Will your lecture take to task Umno politicians, namely Umno Youth chief Datuk Seri Hishammuddin Hussein Onn who has, over the past two party general assemblies, publicly brandished the keris despite the disquiet from other ethnic communities and even other Barisan Nasional component parties?
I am not going to use the lecture to admonish particular individuals, but I also think that we need to remind our politicians – all politicians, and from all parties – that if they really want to become politicians, then one of the first things they lose is the right to a private life. Politicians are public figures, and they will be judged by their Malaysian electorate as well as by history.

So, if and when they behave badly and do irresponsible things, then we and the historians among us will be there to remind them of their mistakes. Remember, Hishammuddin was not the only Umno politician who brandished the keris in public. In fact, since the early 1970s, Umno has been engaged in this task of re-defining the keris as a weapon and a symbol of the Malays on an exclusive basis. The keris has lost its cultural and historical roots since then, and has been manipulated and instrumentalised ever since.

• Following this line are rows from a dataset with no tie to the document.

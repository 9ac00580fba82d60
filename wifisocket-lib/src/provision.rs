//! Handing the Wi-Fi password to a socket in pairing mode
//!
//! A socket whose button was held until its LED flashes red listens for
//! broadcast datagrams on port 49999. It cannot decrypt anything yet, so the
//! password is encoded purely in datagram lengths; the content is filler.
//!
//! One cycle is a preamble of 60 datagrams followed by five repetitions of
//! `start marker, one datagram per password byte, end marker, length marker`.

use std::net::{SocketAddr, SocketAddrV4};
use std::time::Duration;
use tokio::time::{Instant, sleep};
use tracing::{debug, info};

use crate::constants::{BROADCAST_IP, PROVISIONING_PORT};
use crate::error::{Result, WsError};
use crate::transport::{Endpoint, UdpEndpoint};

/// How long the password is repeated unless told otherwise
pub const DEFAULT_PROVISIONING_DURATION: Duration = Duration::from_secs(30);

/// Value of every filler byte
const FILL_BYTE: u8 = 0x05;

/// Added to every encoded value
const LENGTH_BASE: usize = 76;
const PREAMBLE_COUNT: usize = 60;
const START_MARKER: usize = 89;
const END_MARKER: usize = 86;
const ROUNDS: usize = 5;

/// One datagram of the provisioning sequence and the pause after it
#[derive(Debug, Clone, Copy, PartialEq, Eq)]
pub struct ProvisioningStep {
    pub len: usize,
    pub pause: Duration,
}

impl ProvisioningStep {
    fn new(len: usize, pause_ms: u64) -> Self {
        Self {
            len,
            pause: Duration::from_millis(pause_ms),
        }
    }
}

fn marker(steps: &mut Vec<ProvisioningStep>, len: usize, final_pause_ms: u64) {
    steps.push(ProvisioningStep::new(len, 50));
    steps.push(ProvisioningStep::new(len, 50));
    steps.push(ProvisioningStep::new(len, final_pause_ms));
}

/// Lay out one full cycle for `password`.
pub fn provisioning_cycle(password: &str) -> Result<Vec<ProvisioningStep>> {
    if password.is_empty() || !password.is_ascii() {
        return Err(WsError::InvalidInput(
            "Wi-Fi password must be non-empty ASCII".to_string(),
        ));
    }

    let bytes = password.as_bytes();
    let mut steps = Vec::with_capacity(PREAMBLE_COUNT + ROUNDS * (bytes.len() + 9));
    steps.extend(std::iter::repeat_n(ProvisioningStep::new(LENGTH_BASE, 10), PREAMBLE_COUNT));

    for _ in 0..ROUNDS {
        marker(&mut steps, START_MARKER, 100);
        steps.extend(bytes.iter().map(|&b| ProvisioningStep::new(usize::from(b) + LENGTH_BASE, 100)));
        marker(&mut steps, END_MARKER, 200);
        marker(&mut steps, bytes.len() + 256 + LENGTH_BASE, 500);
    }
    Ok(steps)
}

/// Replay `steps` to `target` until `duration` has passed.
///
/// The deadline is checked before each cycle, so the last cycle always
/// completes. Returns the number of cycles sent.
pub async fn run_provisioning<E: Endpoint>(
    endpoint: &mut E,
    target: SocketAddr,
    steps: &[ProvisioningStep],
    duration: Duration,
) -> Result<usize> {
    let deadline = Instant::now() + duration;
    let mut cycles = 0;

    while Instant::now() < deadline {
        for step in steps {
            let datagram = vec![FILL_BYTE; step.len];
            endpoint.send_to(&datagram, target).await?;
            sleep(step.pause).await;
        }
        cycles += 1;
        debug!("Provisioning cycle {} sent", cycles);
    }
    Ok(cycles)
}

/// Broadcast the Wi-Fi password to sockets waiting in pairing mode.
///
/// One-way: there is no acknowledgement, success shows only when the socket
/// turns up in discovery.
pub async fn send_password(password: &str, duration: Duration) -> Result<()> {
    let steps = provisioning_cycle(password)?;
    let mut endpoint = UdpEndpoint::bind_port(0, true).await?;
    let target = provisioning_target();

    info!("Sending Wi-Fi password to {} for {:?}", target, duration);
    let cycles = run_provisioning(&mut endpoint, target, &steps, duration).await?;
    info!("Provisioning finished after {} cycles", cycles);
    Ok(())
}

/// Address sockets in pairing mode listen on
pub fn provisioning_target() -> SocketAddr {
    SocketAddr::V4(SocketAddrV4::new(BROADCAST_IP, PROVISIONING_PORT))
}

Let us not forget that other Umno politicians like the current (caretaker) Deputy Prime Minister (Datuk Seri) Najib Razak also took part in the Kampung Baru demonstration in 1987 when slogans like “This keris will drink blood” were shouted about by their supporters. Should they be allowed to forget these incidents? Do we let them get away with it?

Reminding politicians of their irresponsible behaviour is in fact the duty of citizens, especially academics like me who are political-historians. It is by constantly keeping the politicians in check that we make sure they remain accountable to us, and behave properly.

This is also the way we ensure that they keep their promises and abide by their word: The leaders of Malaysia want us to be a first-world country with a first-world mentality. But have you seen first-world politicians going around their party rallies carrying guns? Do we think that Tony Blair could have become the leader of the Labour Party and the Prime Minister of Britain if he had whipped out an automatic pistol at the Labour Party conference? If we don’t accept that sort of childish and provocative behaviour from foreign politicians, why should we accept it from ours?

What do you hope to achieve from raising this issue again in a public forum? And aren’t you concerned that you will be seen as an academic who is partisan?
All I want to do is to re-inject history into the context of our politics so that the Malaysian public will understand our society better historically, and will not allow our common national symbols to be monopolised and hijacked by political parties or ambitious politicians.

As I said, this is an attempt to kickstart a deconstructive and critical reading and re-reading of our history, seen from the perspective of the plural and multicultural Malaysian public themselves.

As for being partisan, my only partisanship is towards the recovery, writing and dissemination of a Malaysian history that truly reflects the diversity and pluralism of Malaysian society in the past as well as the present. The keris is therefore a good topic to start with, because of its mixed cultural legacy and heritage and how it evolved from the inter-mixing and collaboration of all the cultures of Malaysia.

This makes it a truly Malaysian and global icon or totem, and it should be appreciated as such. If some narrow-minded communitarian and sectarian nationalists don’t like that, it is not me they should object to. The keris is by definition an object that resists racial stereotyping, and cannot be used to define only one community exclusively.

But I am also trying to show that we academics cannot simply sit in our research offices and ivory towers when history is being distorted before our very eyes. One can, and must, be objectively academic and publicly so at a time when history is being politicised. To sit quietly and do nothing: that is being passively partisan and even more dangerous.

Dr Farish Ahmad Noor is senior fellow at the S. Rajaratnam School of International Studies, Nanyang Technological University of Singapore; and one of the founders of the www.othermalaysia.org research site.